I am having an external stage on S3
where the parquet files are stored.
Now, I have created a table as T1_D1
:
CREATE TABLE T1_D1(ID NUMBER(38,0),
TRANSACTION_DATE TIMESTAMP_NTZ(9),
PRODUCT VARCHAR(16777216))
Now, I am running the below script, to test whether the data I am loading is correct or not.
select
$1:ID::number,
$1:PRODUCT::VARCHAR(16777216)
from @my_s3/T1/day_2_sales.parquet
(file_format => my_parq)
It successfully returns the ID
numbers, whereas the product is returned as NULL
, in all the rows.
I have even tried to run with the transaction date column but the same problem persists. (i.e) ID
matches and returns the data correctly but timestamp values throw me NULL
.
$1:ID::NUMBER, $1:TRANSACTION_DATE::TIMESTAMP_NTZ(9)
1,
2,
3,
6,
7,
8,
9,
6,
7,
8,
9,
10,
11,
As an additional step i have used AWS crawler, on the source parquet files which gives me a schema of the following table as follows.
1 id : bigint
2 transaction_date : string
3 product : string
Things i have Experimented out are as follows.

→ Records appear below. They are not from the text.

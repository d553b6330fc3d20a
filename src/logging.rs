use tracing_subscriber::{EnvFilter, fmt};

pub fn init(verbose: bool) {
    let default_level = if verbose { "debug" } else { "info" };
    let filter =
        EnvFilter::try_from_default_env().unwrap_or_else(|_| EnvFilter::new(default_level));

    fmt()
        .with_env_filter(filter)
        .with_writer(std::io::stderr)
        .with_target(false)
        .init();
}
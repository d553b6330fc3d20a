mod config;
mod error;
mod filter;
mod input;
mod logging;
mod model;
mod report;
mod uninstall;

use std::path::PathBuf;

use clap::{Args, Parser, Subcommand};

use crate::config::{ReportConfig, load_config};
use crate::error::{ReportError, Result};
use crate::filter::StatusRule;
use crate::input::{load_events, load_report_data};
use crate::model::ReportEvent;
use crate::model::uninstall::UninstallScope;
use crate::report::{EnrollmentReport, write_reports};
use crate::uninstall::UninstallDialog;

#[derive(Debug, Parser)]
#[command(name = "devmgt-report", version, about)]
struct Cli {
    /// Log at debug level unless RUST_LOG says otherwise.
    #[arg(short, long, global = true)]
    verbose: bool,

    #[command(subcommand)]
    command: Command,
}

#[derive(Debug, Subcommand)]
enum Command {
    /// Apply filter events to an enrollment report and write params.json/report.txt.
    Report(ReportArgs),
    /// Build an uninstall request for an application release.
    Uninstall(UninstallArgs),
}

#[derive(Debug, Args)]
struct ReportArgs {
    /// Report data JSON (`duration`, optional `segments`), optionally gzipped.
    #[arg(long)]
    data: PathBuf,
    #[arg(long)]
    out: PathBuf,
    /// Tab-separated `kind<TAB>value` events applied in order.
    #[arg(long)]
    events: Option<PathBuf>,
    /// Raw `KEY=VALUE` filter change, applied after the events file.
    #[arg(long = "filter", value_name = "KEY=VALUE")]
    filters: Vec<String>,
    #[arg(long)]
    status: Option<String>,
    #[arg(long)]
    ownership: Option<String>,
    /// Pie-chart segment click, applied last.
    #[arg(long)]
    chart: Option<String>,
    #[arg(long)]
    config: Option<PathBuf>,
    #[arg(long)]
    status_rule: Option<StatusRule>,
    #[arg(long, default_value_t = 0)]
    offset: u32,
    #[arg(long)]
    limit: Option<u32>,
}

#[derive(Debug, Args)]
struct UninstallArgs {
    #[arg(long)]
    uuid: String,
    #[arg(long, default_value = "device")]
    scope: UninstallScope,
    #[arg(long, default_value = "android")]
    device_type: String,
    #[arg(long)]
    config: Option<PathBuf>,
    /// Device ids, user names, role names or group names.
    #[arg(required = true)]
    targets: Vec<String>,
}

fn main() {
    let cli = Cli::parse();
    logging::init(cli.verbose);
    if let Err(err) = run(cli.command) {
        eprintln!("{err}");
        std::process::exit(1);
    }
}

fn run(command: Command) -> Result<()> {
    match command {
        Command::Report(args) => run_report(args),
        Command::Uninstall(args) => run_uninstall(args),
    }
}

fn resolve_config(
    path: Option<&PathBuf>,
    status_rule: Option<StatusRule>,
) -> Result<ReportConfig> {
    let mut config = match path {
        Some(path) => load_config(path)?,
        None => ReportConfig::default(),
    };
    if let Some(rule) = status_rule {
        config.status_rule = rule;
    }
    if config.status_rule == StatusRule::DropTruthy {
        tracing::warn!(
            "status rule drop-truthy in effect; status filters never reach the device query"
        );
    }
    Ok(config)
}

fn split_filter_arg(raw: &str) -> Result<(&str, Option<&str>)> {
    let (key, value) = raw.split_once('=').ok_or_else(|| {
        ReportError::InvalidInput(format!("--filter expects KEY=VALUE, got '{raw}'"))
    })?;
    let value = Some(value.trim()).filter(|v| !v.is_empty());
    Ok((key.trim(), value))
}

fn flag_events(args: &ReportArgs) -> Vec<ReportEvent> {
    let mut events = Vec::new();
    if let Some(status) = &args.status {
        events.push(ReportEvent::StatusChanged(Some(status.clone())));
    }
    if let Some(ownership) = &args.ownership {
        events.push(ReportEvent::OwnershipChanged(Some(ownership.clone())));
    }
    if let Some(segment) = &args.chart {
        events.push(ReportEvent::ChartSegmentClicked(segment.clone()));
    }
    events
}

fn run_report(args: ReportArgs) -> Result<()> {
    let config = resolve_config(args.config.as_ref(), args.status_rule)?;
    let data = load_report_data(&args.data)?;
    let file_events = match &args.events {
        Some(path) => load_events(path)?,
        None => Vec::new(),
    };

    let mut report = EnrollmentReport::new(config, data);
    report.handle_all(&file_events)?;
    for raw in &args.filters {
        let (key, value) = split_filter_arg(raw)?;
        report.set_filter_named(key, value)?;
    }
    report.handle_all(&flag_events(&args))?;

    let query = report.device_query(args.offset, args.limit);
    write_reports(&report, &query, &args.out)?;
    println!("{}", query.to_path(report.config()));
    Ok(())
}

fn run_uninstall(args: UninstallArgs) -> Result<()> {
    let config = resolve_config(args.config.as_ref(), None)?;

    let mut dialog = UninstallDialog::new(&args.uuid, &args.device_type);
    dialog.open();
    dialog.select_tab(args.scope.tab_key())?;

    let targets = args.targets.iter().map(String::as_str).collect::<Vec<_>>();
    let request = dialog.request(&targets)?;
    dialog.set_loading(true);

    println!("POST {}", request.endpoint(&config));
    println!("{}", request.payload()?);
    tracing::info!(
        title = UninstallDialog::TITLE,
        uuid = dialog.uuid(),
        tab = dialog.active_tab().tab_title(),
        device_type = dialog.device_type(),
        targets = request.targets.len(),
        visible = dialog.is_visible(),
        loading = dialog.is_loading(),
        "uninstall request prepared"
    );
    dialog.close();
    Ok(())
}

#[cfg(test)]
#[path = "../tests/src_inline/main_inline.rs"]
mod tests;
use std::fs::File;
use std::io::{BufRead, BufReader};
use std::path::Path;

use flate2::read::GzDecoder;

use crate::error::Result;

pub fn open_maybe_gz(path: &Path) -> Result<Box<dyn BufRead>> {
    let file = File::open(path)?;
    if path.extension().is_some_and(|ext| ext == "gz") {
        Ok(Box::new(BufReader::new(GzDecoder::new(file))))
    } else {
        Ok(Box::new(BufReader::new(file)))
    }
}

select $1:ID::number, $1:PRODUCT::VARCHAR(16777216) from @my_s3/T1/day_2_sales.parquet (file_format => my_parq)
It returned ID's correctly but the product values are null.
So i have used an AWS crawler, in order to find the data types of the source schema, and have written the snowflake query accordingly. by changing the data types in the snowflake. But still it returns NULL.

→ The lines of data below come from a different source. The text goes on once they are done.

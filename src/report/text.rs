use crate::filter::{DeviceTableQuery, FilterKey};
use crate::report::{EnrollmentReport, format_fraction};

pub fn render_report_text(report: &EnrollmentReport, query: &DeviceTableQuery) -> String {
    let mut out = String::new();
    let data = report.data();

    out.push_str(EnrollmentReport::TITLE);
    out.push('\n');
    out.push_str(&"=".repeat(EnrollmentReport::TITLE.len()));
    out.push_str("\n\n");

    out.push_str(&format!("Date range: {} .. {}\n\n", data.start(), data.end()));

    out.push_str("1. Enrollment types\n");
    let stats = report.segment_stats();
    if stats.is_empty() {
        out.push_str("No chart data.\n");
    }
    for stat in &stats {
        let marker = if stat.selected { "*" } else { " " };
        out.push_str(&format!(
            "{} {}: {} ({})\n",
            marker,
            stat.item,
            stat.count,
            format_fraction(stat.fraction)
        ));
    }
    out.push_str(&format!("Total: {}\n\n", data.total()));

    out.push_str("2. Active filters\n");
    for key in query.params.active_keys() {
        if let Some(value) = query.params.get(key) {
            out.push_str(&format!("{}: {}\n", key, value));
        }
    }
    if !query.params.contains(FilterKey::Ownership) {
        out.push_str("ownership: all\n");
    }
    out.push_str(&format!("Status rule: {}\n\n", report.status_rule()));

    out.push_str("3. Device table\n");
    out.push_str(&format!(
        "Page: offset={}, limit={}\n",
        query.offset, query.limit
    ));
    out.push_str(&format!("Query: {}\n", query.to_path(report.config())));

    out
}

Then i found out that, the Naming Convention of the columns in the source parquet file are not appropriate. i.e the destination column "ID" is named as "ID" itself in source system, but where as "PRODUCT" is named as "Product" in the source parquet file. and TRANSACTION_DATE is named as Transaction_Date.
The below Query worked successfully.
select $1:ID::number, $1:Transaction_date::timestamp, $1:Product::varchar from @my_s3/T1/day_1_sales.parquet (file_format => my_parq)